Chile faces a two-day national strike this week called by student organizations, labor unions and several center-left political parties who are demanding a new constitution, education and labor reforms and increased health care spending. The last time any civic or political groups called for a national strike was during the Pinochet regime in 1983, and for obvious reasons today’s protesters are less easily intimidated.
But things are already getting ugly. One student protester on a hunger strike is in critical condition, and Chile’s Supreme Court has ordered police protection for Camila Vallejo, president of the University of Chile’s student federation, and her family. Vallejo has received death threats through social networks and earlier this month a high-ranking official at the Ministry of Culture sent a Twitter message with a phrase used by General Augusto Pinochet: If you kill the bitch, you get rid of the litter. The official was quickly removed from her post, though she denied the message was referring to Vallejo.

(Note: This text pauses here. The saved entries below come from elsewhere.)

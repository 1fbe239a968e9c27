use super::*;

#[test]
fn luma_extremes_and_primaries() {
    assert_eq!(luma601_u8(0, 0, 0), 0);
    assert_eq!(luma601_u8(255, 255, 255), 255);
    assert_eq!(luma601_u8(255, 0, 0), 76);
    assert_eq!(luma601_u8(0, 255, 0), 150);
    assert_eq!(luma601_u8(0, 0, 255), 29);
}

#[test]
fn luma_of_gray_uses_first_sample() {
    assert_eq!(luma_of(&[42]), 42);
    assert_eq!(luma_of(&[42, 255]), 42);
    assert_eq!(luma_of(&[10, 10, 10, 0]), 10);
}

#[test]
fn half_mix_rounds_half_up() {
    assert_eq!(half_mix_u8(0, 255), 128);
    assert_eq!(half_mix_u8(255, 255), 255);
    assert_eq!(half_mix_u8(100, 100), 100);
}

#[test]
fn alpha_mix_endpoints_and_truncation() {
    assert_eq!(alpha_mix_trunc_u8(37, 255, 0.0), 37);
    assert_eq!(alpha_mix_trunc_u8(37, 255, 1.0), 255);
    assert_eq!(alpha_mix_trunc_u8(0, 255, 0.5), 127);
    assert_eq!(alpha_mix_trunc_u8(10, 200, 7.0), 200);
    assert_eq!(alpha_mix_trunc_u8(10, 200, -1.0), 10);
}
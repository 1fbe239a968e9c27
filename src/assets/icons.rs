use std::path::Path;

use crate::assets::decode::load_pixels;
use crate::foundation::core::PixelBuffer;
use crate::foundation::error::{OverlayError, OverlayResult};
use crate::overlay::direction::Direction;

/// Side length of the built-in arrow glyphs.
pub const BUILTIN_ICON_SIZE: u32 = 32;

/// File names looked up by [`IconSet::from_dir`], in canonical order.
pub const ICON_FILE_NAMES: [&str; 3] = ["left_arrow.png", "up_arrow.png", "right_arrow.png"];

/// One RGB glyph per direction slot, fixed for the lifetime of a renderer.
#[derive(Clone, Debug, PartialEq)]
pub struct IconSet {
    icons: [PixelBuffer; 3],
}

impl IconSet {
    /// Build from caller-supplied buffers (any channel count; converted to RGB).
    pub fn new(left: PixelBuffer, up: PixelBuffer, right: PixelBuffer) -> OverlayResult<Self> {
        let icons = [left, up, right];
        for (icon, dir) in icons.iter().zip(Direction::ALL) {
            icon.validate()?;
            if icon.is_empty() {
                return Err(OverlayError::validation(format!(
                    "{dir:?} icon must be non-empty"
                )));
            }
        }
        Ok(Self {
            icons: icons.map(|i| i.to_rgb()),
        })
    }

    /// White arrows on black, drawn procedurally.
    pub fn builtin() -> Self {
        Self {
            icons: Direction::ALL.map(arrow_glyph),
        }
    }

    /// Decode one image file per direction, in canonical order (left, up, right).
    pub fn load(paths: [&Path; 3]) -> OverlayResult<Self> {
        let [left, up, right] = paths;
        Self::new(load_pixels(left)?, load_pixels(up)?, load_pixels(right)?)
    }

    /// Load `left_arrow.png`, `up_arrow.png` and `right_arrow.png` from `dir`.
    pub fn from_dir(dir: &Path) -> OverlayResult<Self> {
        let [l, u, r] = ICON_FILE_NAMES.map(|name| dir.join(name));
        Self::load([&l, &u, &r])
    }

    pub fn get(&self, dir: Direction) -> &PixelBuffer {
        &self.icons[dir.index()]
    }
}

impl Default for IconSet {
    fn default() -> Self {
        Self::builtin()
    }
}

fn up_arrow_covers(x: u32, y: u32) -> bool {
    let n = BUILTIN_ICON_SIZE as f32;
    let dx = (x as f32 + 0.5 - n / 2.0).abs();
    let y = y as f32 + 0.5;
    let head_top = n * 0.125;
    let head_bottom = n * 0.5;
    if (head_top..head_bottom).contains(&y) {
        return dx <= (y - head_top) * 0.9;
    }
    (head_bottom..n * 0.875).contains(&y) && dx <= n * 0.125
}

fn arrow_glyph(dir: Direction) -> PixelBuffer {
    let n = BUILTIN_ICON_SIZE;
    let mut data = Vec::with_capacity((n * n * 3) as usize);
    for y in 0..n {
        for x in 0..n {
            let on = match dir {
                Direction::Up => up_arrow_covers(x, y),
                Direction::Left => up_arrow_covers(y, x),
                Direction::Right => up_arrow_covers(y, n - 1 - x),
            };
            let v = if on { 255 } else { 0 };
            data.extend_from_slice(&[v, v, v]);
        }
    }
    PixelBuffer {
        width: n,
        height: n,
        channels: 3,
        data,
    }
}

#[cfg(test)]
#[path = "../../tests/unit/assets/icons.rs"]
mod tests;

Inflammatory language has also surfaced in statements by some in the protest movement. The president of Chile’s teachers union, Jaime Gajardo, compared police measures to control demonstrations to “Zionist methods of apartheid” and that they were typical of “Zionist movements.” Gajardo’s comments were interpreted as reference to Chilean Interior Minister Rodrigo Hinzpeter, who is Jewish, and came under heavy fire from both conservatives and protest organizers. The president of the Catholic University student federation said Gajardo’s statements “did not represent the student movement,” while a right-wing congressman said the statements demonstrate why Chile’s public education system is so bad. Gajardo later apologized.